Radicación n.º 76111-2213-004-2025-00016-01 HILDA GONZÁLEZ NEIRA Magistrada ponente ATC322-2025 Radicación n.º 76111-22-13-004-2025-00016-01 Montería, Córdoba, veintisiete (27) de febrero de dos mil veinticinco (2025). Correspondería resolver la impugnación del fallo proferido el 29 de enero de 2025 por la Sala Civil Familia del Tribunal Superior del Distrito Judicial de Buga, en la tutela que Juan Morales instauró contra el Juzgado Primero Civil Circuito de Cartago y el Procurador Delegado en Acciones Populares asignado a ese estrado; si no fuera porque se omitió vincular al último de los citados.
CONSIDERACIONES 1.- El artículo 16 del Decreto 2591 de 1991 prevé que «las providencias que se dicten se notificarán a las partes o intervinientes, por el medio que el juez considere más expedito y eficaz», pauta que ratifica el artículo 5 del Decreto 306 de 1992, al señalar que: De conformidad con el artículo16 del Decreto 2591 de 1991 todas las providencias que se dicten en el trámite de una acción de tutela se deberán notificar a las partes o a los intervinientes.
Para este efecto son partes la persona que ejerce la acción de tutela y el particular, la entidad o autoridad pública contra la cual se dirige la acción de tutela de conformidad con el artículo 13 del Decreto 2591 de 1991. El juez velará porque de acuerdo con las circunstancias, el medio y la oportunidad de la notificación aseguren la eficacia de la misma y la posibilidad de ejercer el derecho de defensa (Se destaca). 2.- En el sub lite, si bien el a quo dispuso «vincular» al presente trámite al Juzgado Primero Civil Circuito de Cartago, a la sociedad Tienda D1 y demás intervinientes en la acción popular n.° 2024- 00149, no hizo lo mismo con el Procurador Delegado en Acciones Populares asignado a dicho estrado, contra quien se dirigió la demanda superlativa, quien podría resultar afectado con las decisiones expedidas en esta queja constitucional. 3.- Así las cosas, dado el particular interés que asiste al prenombrado, se impone invalidar lo diligenciado, para que la Corporación de origen restablezca sus prerrogativas y dicte una nueva determinación con su convocatoria.
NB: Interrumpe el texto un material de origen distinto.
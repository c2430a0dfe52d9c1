//! `appointment` command-line front end.
//!
//! # Responsibility
//! - Wire configuration, logging, storage and the notifier into an
//!   `AppointmentService`.
//! - Render results as JSON on stdout and errors on stderr.
//!
//! # Exit codes
//! - `0` success, `1` caller error (bad arguments, unknown id, repeat cancel),
//!   `2` configuration, storage or runtime failure.

mod args;

use appointment_core::{
    init_logging, init_stderr_logging, open_db, AppConfig, AppointmentId, AppointmentService,
    ConfigError, DbError, LogNotifier, LoggingError, NotificationDispatcher, Notifier, RepoError,
    ServiceError, SqliteAppointmentRepository, TwilioNotifier,
};
use args::{parse_args, ArgsError, Command, USAGE};
use log::{info, warn};
use serde::Serialize;
use std::error::Error;
use std::fmt::{Display, Formatter};
use std::sync::Arc;
use std::time::Duration;

type Service = AppointmentService<SqliteAppointmentRepository>;

#[derive(Debug)]
enum CliError {
    Args(ArgsError),
    InvalidId(String),
    Config(ConfigError),
    Logging(LoggingError),
    Db(DbError),
    Repo(RepoError),
    Service(ServiceError),
    Output(serde_json::Error),
    Signal(std::io::Error),
}

impl CliError {
    fn exit_code(&self) -> i32 {
        match self {
            Self::Args(_) | Self::InvalidId(_) => 1,
            Self::Service(err) if err.is_client_error() => 1,
            _ => 2,
        }
    }
}

impl Display for CliError {
    fn fmt(&self, f: &mut Formatter<'_>) -> std::fmt::Result {
        match self {
            Self::Args(err) => write!(f, "{err}\n\n{USAGE}"),
            Self::InvalidId(raw) => write!(f, "appointment not found: `{raw}` is not a valid id"),
            Self::Config(err) => write!(f, "configuration error: {err}"),
            Self::Logging(err) => write!(f, "logging setup failed: {err}"),
            Self::Db(err) => write!(f, "{err}"),
            Self::Repo(err) => write!(f, "{err}"),
            Self::Service(err) => write!(f, "{err}"),
            Self::Output(err) => write!(f, "failed to render output: {err}"),
            Self::Signal(err) => write!(f, "failed to wait for shutdown signal: {err}"),
        }
    }
}

impl Error for CliError {
    fn source(&self) -> Option<&(dyn Error + 'static)> {
        match self {
            Self::Args(err) => Some(err),
            Self::Config(err) => Some(err),
            Self::Logging(err) => Some(err),
            Self::Db(err) => Some(err),
            Self::Repo(err) => Some(err),
            Self::Service(err) => Some(err),
            Self::Output(err) => Some(err),
            Self::Signal(err) => Some(err),
            Self::InvalidId(_) => None,
        }
    }
}

impl From<ArgsError> for CliError {
    fn from(value: ArgsError) -> Self {
        Self::Args(value)
    }
}

impl From<ConfigError> for CliError {
    fn from(value: ConfigError) -> Self {
        Self::Config(value)
    }
}

impl From<LoggingError> for CliError {
    fn from(value: LoggingError) -> Self {
        Self::Logging(value)
    }
}

impl From<DbError> for CliError {
    fn from(value: DbError) -> Self {
        Self::Db(value)
    }
}

impl From<RepoError> for CliError {
    fn from(value: RepoError) -> Self {
        Self::Repo(value)
    }
}

impl From<ServiceError> for CliError {
    fn from(value: ServiceError) -> Self {
        Self::Service(value)
    }
}

impl From<serde_json::Error> for CliError {
    fn from(value: serde_json::Error) -> Self {
        Self::Output(value)
    }
}

#[tokio::main]
async fn main() {
    dotenvy::dotenv().ok();

    let args: Vec<String> = std::env::args().skip(1).collect();
    let code = match run(&args).await {
        Ok(()) => 0,
        Err(err) => {
            eprintln!("error: {err}");
            err.exit_code()
        }
    };

    log::logger().flush();
    std::process::exit(code);
}

async fn run(args: &[String]) -> Result<(), CliError> {
    let command = parse_args(args)?;
    match command {
        Command::Version => {
            println!("appointment {}", appointment_core::core_version());
            return Ok(());
        }
        Command::Help => {
            println!("{USAGE}");
            return Ok(());
        }
        _ => {}
    }

    let config = AppConfig::from_env()?;
    match &config.log_dir {
        Some(dir) => init_logging(&config.log_level, Some(dir.as_path()))?,
        None => init_stderr_logging(&config.log_level)?,
    }

    let service = build_service(&config)?;
    let result = execute(&service, &config, command).await;
    // Lets queued scheduling jobs persist their reminders before exit.
    service.shutdown().await;
    result
}

fn build_service(config: &AppConfig) -> Result<Service, CliError> {
    let conn = open_db(&config.database_path)?;
    let repo = Arc::new(SqliteAppointmentRepository::try_new(conn)?);

    let notifier: Arc<dyn Notifier> = match &config.twilio {
        Some(twilio) => Arc::new(TwilioNotifier::new(twilio.clone())),
        None => {
            warn!("event=notifier_select module=cli status=ok channel=log reason=twilio_not_configured");
            Arc::new(LogNotifier)
        }
    };
    info!(
        "event=service_start module=cli status=ok db_path={} channel={}",
        config.database_path.display(),
        notifier.channel_name()
    );

    let dispatcher = NotificationDispatcher::new(notifier, config.notify_timeout);
    Ok(AppointmentService::new(repo, dispatcher))
}

async fn execute(
    service: &Service,
    config: &AppConfig,
    command: Command,
) -> Result<(), CliError> {
    match command {
        Command::Create(request) => print_json(&service.create(&request).await?),
        Command::List => print_json(&service.list()?),
        Command::Get(raw) => print_json(&service.get(parse_id(&raw)?)?),
        Command::Cancel(raw) => print_json(&service.cancel(parse_id(&raw)?).await?),
        Command::Run => run_until_signal(service, config.reminder_rescan).await,
        Command::Version | Command::Help => Ok(()),
    }
}

async fn run_until_signal(service: &Service, rescan: Duration) -> Result<(), CliError> {
    let restored = service.restore_reminders().await?;
    print_json(&serde_json::json!({ "restored_reminders": restored }))?;
    info!(
        "event=run_wait module=cli status=ok restored={} rescan_secs={}",
        restored,
        rescan.as_secs()
    );

    // Rows queued by other processes (`create` runs) are armed on the next tick.
    service
        .run_reminder_loop(rescan, tokio::signal::ctrl_c())
        .await
        .map_err(CliError::Signal)?;

    let stats = service.delivery_stats();
    info!(
        "event=run_stop module=cli status=ok delivered={} failed={}",
        stats.delivered, stats.failed
    );
    Ok(())
}

fn parse_id(raw: &str) -> Result<AppointmentId, CliError> {
    AppointmentId::parse_str(raw.trim()).map_err(|_| CliError::InvalidId(raw.to_string()))
}

fn print_json<T: Serialize + ?Sized>(value: &T) -> Result<(), CliError> {
    println!("{}", serde_json::to_string_pretty(value)?);
    Ok(())
}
Lo anterior, si se tiene en cuenta que, No obstante ser la tutela un mecanismo preferente y sumario, no es ajena –como no lo es ninguna acción judicial- a las reglas del debido proceso, por lo que su conocimiento debe corresponder al juez que se encuentre legalmente facultado para resolverla, dado que, como lo ha explicado la jurisprudencia, en su trámite ‘se deben satisfacer ciertos presupuestos básicos del juicio como son, entre otros, la capacidad de las partes, la competencia y la debida integración de la causa pasiva ’ (Corte Constitucional.
Auto 257 de 1996) ATC069-2022, ATC432-2023 y ATC436-2024. DECISIÓN En mérito de lo expuesto, la Corte Suprema de Justicia, en Sala de Casación Civil, Agraria y Rural,
RESUELVE
Primero: Declarar la nulidad de lo rituado en el presente auxilio, a partir del auto admisorio de 16 de enero de 2025, a fin de notificar como accionado al Procurador Delegado en Acciones Populares asignado al Juzgado Primero Civil del Circuito de Cartago. Por tanto, la actuación deberá renovarse con ese exclusivo propósito, permaneciendo incólume la validez de las pruebas practicadas, de conformidad con lo previsto en el inciso segundo del artículo 138 del Código General del Proceso.
Segundo: Devolver el expediente a la Sala Civil Familia del Tribunal Superior de Buga para que adopte las medidas que estime necesarias a fin de renovar el procedimiento. Tercero: Entérese de lo resuelto por el medio más expedito.